The optimistic outlook on AI is that it offers an unprecedented opportunity to scale the creative potential of humanity that we unleashed by freeing ourselves from farming and factory work.[32] Why should creative work be held up as a standard of human dignity? I would argue that as a necessary condition for people to experience a felt sense of dignity — that is, a subjective sense of their own autonomy and self-worth — that their work must reflect a feeling of having contributed something of one’s own creation.[33] I do not speak here of creativity in the sense that it is colloquially understood to apply only to artists and musicians, but rather an innate quality within each of us that is derived from our personal responsibility to realize life on our own terms and extends the notion of creativity as a “call to create.” Ronald Dworkin characterizes personal responsibility as a demand of dignity that entitles us to exercise our own judgment in deciding how we want to live, free from subordination.[34] Framed in terms of liberty, Dworkin’s personal responsibility (and its attendant “call to create”) could also be characterized as an aspect of the dignitas that was associated nobility and sought to be approximated through the right to work. We are denied the creative experience of personal responsibility when forced to perform certain roles, which fail to produce a satisfying enactment of our call to create.

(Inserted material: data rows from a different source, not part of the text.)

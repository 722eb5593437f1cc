use chrono::{DateTime, Utc};
use serde::{Deserialize, Serialize};
use uuid::Uuid;

use crate::error::DomainError;

/// Longest comment accepted, in characters.
pub const MAX_COMMENT_LENGTH: usize = 255;

/// Comment entity - text left by an account on a post.
#[derive(Debug, Clone, Serialize, Deserialize)]
pub struct Comment {
    pub id: Uuid,
    pub user_id: Uuid,
    pub post_id: Uuid,
    pub text: String,
    pub created_at: DateTime<Utc>,
}

impl Comment {
    /// Create a comment, rejecting blank or over-long text.
    pub fn new(user_id: Uuid, post_id: Uuid, text: String) -> Result<Self, DomainError> {
        if text.trim().is_empty() {
            return Err(DomainError::invalid("text", crate::validation::BLANK));
        }
        let length = text.chars().count();
        if length > MAX_COMMENT_LENGTH {
            return Err(DomainError::invalid(
                "text",
                format!(
                    "Ensure this field has no more than {} characters (it has {}).",
                    MAX_COMMENT_LENGTH, length
                ),
            ));
        }

        Ok(Self {
            id: Uuid::new_v4(),
            user_id,
            post_id,
            text,
            created_at: Utc::now(),
        })
    }
}

#[cfg(test)]
mod tests {
    use super::*;

    #[test]
    fn test_length_limit_is_inclusive() {
        let (user, post) = (Uuid::new_v4(), Uuid::new_v4());
        assert!(Comment::new(user, post, "x".repeat(255)).is_ok());

        let DomainError::Validation(errors) = Comment::new(user, post, "x".repeat(256)).unwrap_err();
        assert!(errors.contains("text"));
    }

    #[test]
    fn test_length_counts_characters_not_bytes() {
        let text = "é".repeat(255);
        assert!(text.len() > 255);
        assert!(Comment::new(Uuid::new_v4(), Uuid::new_v4(), text).is_ok());
    }

    #[test]
    fn test_blank_text_rejected() {
        assert!(Comment::new(Uuid::new_v4(), Uuid::new_v4(), " \n".into()).is_err());
    }
}
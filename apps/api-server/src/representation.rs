//! Turns domain values into wire representations, computing derived fields
//! (owner briefs, counts, previews) for the requesting account.

use std::collections::{HashMap, HashSet};

use uuid::Uuid;

use pixgram_core::domain::{Account, Comment, FollowSide, FollowerConnection, Post, Story};
use pixgram_core::validation::preview;
use pixgram_shared::dto::{
    AccountBrief, AccountDetail, AccountSummary, CommentView, FollowEdgeView, FollowView,
    PostDetail, PostSummary, StoryView,
};

use crate::middleware::error::{AppError, AppResult};
use crate::state::AppState;

/// Characters of a description shown in its preview.
pub const PREVIEW_LENGTH: usize = 50;

pub fn brief(account: &Account) -> AccountBrief {
    AccountBrief {
        id: account.id,
        username: account.username.clone(),
        profile_picture: account.profile_picture.clone(),
    }
}

pub fn summary(account: &Account) -> AccountSummary {
    AccountSummary {
        id: account.id,
        username: account.username.clone(),
        email: account.email.clone(),
        first_name: account.first_name.clone(),
        last_name: account.last_name.clone(),
        profile_picture: account.profile_picture.clone(),
        description: account.description.clone(),
        date_joined: account.date_joined,
    }
}

pub async fn account_detail(state: &AppState, account: &Account) -> AppResult<AccountDetail> {
    let stats = state.accounts.stats(account.id).await?;

    Ok(AccountDetail {
        account: summary(account),
        posts_count: stats.posts,
        followers_count: stats.followers,
        following_count: stats.following,
    })
}

/// Load the briefs of every referenced account in one query.
async fn briefs(
    state: &AppState,
    ids: impl IntoIterator<Item = Uuid>,
) -> AppResult<HashMap<Uuid, AccountBrief>> {
    let ids: Vec<Uuid> = ids
        .into_iter()
        .collect::<HashSet<_>>()
        .into_iter()
        .collect();
    let accounts = state.accounts.find_many(&ids).await?;

    Ok(accounts.iter().map(|a| (a.id, brief(a))).collect())
}

fn lookup(briefs: &HashMap<Uuid, AccountBrief>, id: Uuid) -> AppResult<AccountBrief> {
    briefs
        .get(&id)
        .cloned()
        .ok_or_else(|| AppError::Internal(format!("account {} vanished while rendering", id)))
}

pub async fn post_summaries(
    state: &AppState,
    posts: Vec<Post>,
    viewer: Uuid,
) -> AppResult<Vec<PostSummary>> {
    let owners = briefs(state, posts.iter().map(|p| p.user_id)).await?;
    let ids: Vec<Uuid> = posts.iter().map(|p| p.id).collect();
    let stats = state.posts.stats(&ids, Some(viewer)).await?;

    let mut summaries = Vec::with_capacity(posts.len());
    for post in posts {
        let stats = stats.get(&post.id).copied().unwrap_or_default();
        let owner = lookup(&owners, post.user_id)?;

        summaries.push(PostSummary {
            id: post.id,
            created_at: post.created_at,
            description_preview: preview(&post.description, PREVIEW_LENGTH),
            image: post.image,
            description: post.description,
            owner,
            likes_count: stats.likes,
            comments_count: stats.comments,
            seen_count: stats.seen,
            is_liked: stats.liked_by_viewer,
        });
    }

    Ok(summaries)
}

pub async fn post_summary(state: &AppState, post: Post, viewer: Uuid) -> AppResult<PostSummary> {
    post_summaries(state, vec![post], viewer)
        .await?
        .pop()
        .ok_or_else(|| AppError::Internal("post summary missing".to_string()))
}

/// Summary plus every comment, newest first.
pub async fn post_detail(state: &AppState, post: Post, viewer: Uuid) -> AppResult<PostDetail> {
    let comments = state.comments.for_post(post.id).await?;

    Ok(PostDetail {
        post: post_summary(state, post, viewer).await?,
        comments: comment_views(state, comments).await?,
    })
}

pub async fn comment_views(state: &AppState, comments: Vec<Comment>) -> AppResult<Vec<CommentView>> {
    let authors = briefs(state, comments.iter().map(|c| c.user_id)).await?;

    comments
        .into_iter()
        .map(|comment| {
            Ok(CommentView {
                user: lookup(&authors, comment.user_id)?,
                id: comment.id,
                created_at: comment.created_at,
                text: comment.text,
                post: comment.post_id,
            })
        })
        .collect()
}

pub async fn story_views(state: &AppState, stories: Vec<Story>) -> AppResult<Vec<StoryView>> {
    let owners = briefs(state, stories.iter().map(|s| s.user_id)).await?;

    stories
        .into_iter()
        .map(|story| {
            Ok(StoryView {
                owner: lookup(&owners, story.user_id)?,
                id: story.id,
                created_at: story.created_at,
                image: story.image,
            })
        })
        .collect()
}

/// Each edge rendered as the account on the far side from `side`'s subject.
pub async fn follow_edges(
    state: &AppState,
    edges: Vec<FollowerConnection>,
    side: FollowSide,
) -> AppResult<Vec<FollowEdgeView>> {
    let others = briefs(state, edges.iter().map(|e| side.counterpart(e))).await?;

    edges
        .into_iter()
        .map(|edge| {
            Ok(FollowEdgeView {
                account: lookup(&others, side.counterpart(&edge))?,
                id: edge.id,
                created_at: edge.created_at,
            })
        })
        .collect()
}

pub fn follow_view(edge: &FollowerConnection, follower: &Account, following: &Account) -> FollowView {
    FollowView {
        id: edge.id,
        follower: brief(follower),
        following: brief(following),
    }
}
macro_rules! create_post {
    ($app:expr, $cookie:expr, $description:expr) => {{
        let resp = call!(
            $app,
            TestRequest::post()
                .uri("/posts")
                .cookie($cookie.clone())
                .set_json(json!({"image": "posts/photo.jpg", "description": $description}))
        );
        assert_eq!(resp.status(), StatusCode::CREATED);
        let body = json_of!(resp);
        body["id"].as_str().unwrap().to_string()
    }};
}

#[actix_web::test]
async fn test_health_and_request_id() {
    let state = test_state().await;
    let app = test::init_service(
        App::new()
            .wrap(RequestIdMiddleware)
            .configure(configure_app(state.clone())),
    )
    .await;

    let resp = call!(app, TestRequest::get().uri("/health"));
    assert_eq!(resp.status(), StatusCode::OK);
    assert!(resp.headers().contains_key("x-request-id"));

    let resp = call!(
        app,
        TestRequest::get()
            .uri("/health")
            .insert_header(("X-Request-ID", "trace-me"))
    );
    assert_eq!(resp.headers().get("x-request-id").unwrap(), "trace-me");
    let body = json_of!(resp);
    assert_eq!(body["status"], "ok");
}

#[actix_web::test]
async fn test_duplicate_registration_fails() {
    let state = test_state().await;
    let app = app!(state);
    let (alice_id, _) = signup!(app, "alice");

    let resp = call!(
        app,
        TestRequest::post().uri("/register").set_json(json!({
            "username": "alice",
            "email": "alice@example.com",
            "password": "other",
            "password_confirm": "other",
        }))
    );
    assert_eq!(resp.status(), StatusCode::BAD_REQUEST);
    let body = json_of!(resp);
    assert_eq!(body["error"], "Registration failed");
    assert!(body["details"]["username"].is_array());
    assert!(body["details"]["email"].is_array());

    let account: Option<Account> = state.accounts.find_by_username("alice").await.unwrap();
    assert_eq!(account.unwrap().id, alice_id);
}

#[actix_web::test]
async fn test_registration_collects_every_problem() {
    let state = test_state().await;
    let app = app!(state);

    let resp = call!(
        app,
        TestRequest::post().uri("/register").set_json(json!({
            "username": "carol",
            "email": "not-an-email",
            "password": "one",
            "password_confirm": "two",
        }))
    );
    assert_eq!(resp.status(), StatusCode::BAD_REQUEST);
    let body = json_of!(resp);
    assert_eq!(body["details"]["password_confirm"][0], "Passwords do not match.");
    assert!(body["details"]["email"].is_array());

    // Nothing was written, so the name is still free.
    assert!(state.accounts.find_by_username("carol").await.unwrap().is_none());
    signup!(app, "carol");
}

#[actix_web::test]
async fn test_login_failures_look_alike() {
    let state = test_state().await;
    let app = app!(state);
    signup!(app, "alice");

    let wrong_password = call!(
        app,
        TestRequest::post()
            .uri("/login")
            .set_json(json!({"username": "alice", "password": "nope"}))
    );
    assert_eq!(wrong_password.status(), StatusCode::UNAUTHORIZED);
    let wrong_password = json_of!(wrong_password);

    let unknown_user = call!(
        app,
        TestRequest::post()
            .uri("/login")
            .set_json(json!({"username": "mallory", "password": "nope"}))
    );
    assert_eq!(unknown_user.status(), StatusCode::UNAUTHORIZED);
    let unknown_user = json_of!(unknown_user);

    assert_eq!(wrong_password, unknown_user);
    assert_eq!(wrong_password["error"], "Login failed");
    assert_eq!(
        wrong_password["details"]["non_field_errors"][0],
        "Invalid credentials"
    );

    let missing = call!(
        app,
        TestRequest::post()
            .uri("/login")
            .set_json(json!({"username": "alice"}))
    );
    assert_eq!(missing.status(), StatusCode::UNAUTHORIZED);
    let missing = json_of!(missing);
    assert!(missing["details"]["password"].is_array());
}

#[actix_web::test]
async fn test_disabled_account() {
    let state = test_state().await;
    let app = app!(state);
    let (alice_id, cookie) = signup!(app, "alice");

    let mut alice: Account = state.accounts.find_by_id(alice_id).await.unwrap().unwrap();
    alice.is_active = false;
    state.accounts.update(alice).await.unwrap();

    let resp = call!(app, TestRequest::get().uri("/accounts/me").cookie(cookie));
    assert_eq!(resp.status(), StatusCode::FORBIDDEN);

    let resp = call!(
        app,
        TestRequest::post()
            .uri("/login")
            .set_json(json!({"username": "alice", "password": PASSWORD}))
    );
    assert_eq!(resp.status(), StatusCode::UNAUTHORIZED);
    let body = json_of!(resp);
    assert_eq!(body["details"]["non_field_errors"][0], "Account is disabled");

    let resp = call!(
        app,
        TestRequest::post()
            .uri("/login")
            .set_json(json!({"username": "alice", "password": "wrong"}))
    );
    let body = json_of!(resp);
    assert_eq!(body["details"]["non_field_errors"][0], "Invalid credentials");
}

#[actix_web::test]
async fn test_unauthenticated_access_is_forbidden() {
    let state = test_state().await;
    let app = app!(state);

    let resp = call!(app, TestRequest::get().uri("/posts"));
    assert_eq!(resp.status(), StatusCode::FORBIDDEN);
    let body = json_of!(resp);
    assert_eq!(body["detail"], "Authentication credentials were not provided.");

    let bogus = Cookie::new("sessionid", "deadbeef");
    let resp = call!(app, TestRequest::get().uri("/stories").cookie(bogus));
    assert_eq!(resp.status(), StatusCode::FORBIDDEN);
}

Whenever one sort of task can be automated, others that cannot be automated come into view. The quintessentially human activities that remain as our current understanding of work becomes increasingly automated could be structured to provide new forms of value, by which the humans provide critical judgment, machines the labor power. For example, working within a set of parameters, a sophisticated AI can virtually render thousands of design possibilities for a product. However, its economic potential is only enabled working together with humans, who dictate the parameters of the design using their judgment and understanding of our goals for the product in relevant social context. In this way, AI can enhance our opportunities for creativity. In his essay On The New Dignity of Labour, Barry King writes that “the most significant misrepresentation driving ‘creative labour’ is the idea of ‘inherent’ talent, which tends to obscure the fact that such labour is highly dependent on the possession of appropriate technology and the capital to exploit it.”[35]

At its best, human-machine partnership though automation offers us an opportunity to leverage our creativity and its productive outcome, to not only perform better work but also to solve for challenges that have eluded human reasoning alone. Things that were “electrified” through the industrial revolution — for example a car that with the turn of a key could run the power of two-hundred and fifty horses — are becoming “cognified” in the age of AI.[36] Whereas humans have a horizontal intelligence — comprised of multiple categories of intelligence (i.e., deductive reasoning and emotional intelligence) that are held together and to varying degrees — AI builds extreme vertical competency in one area, which thus complements the varied quality of human thinking with a new form of intelligence.[37]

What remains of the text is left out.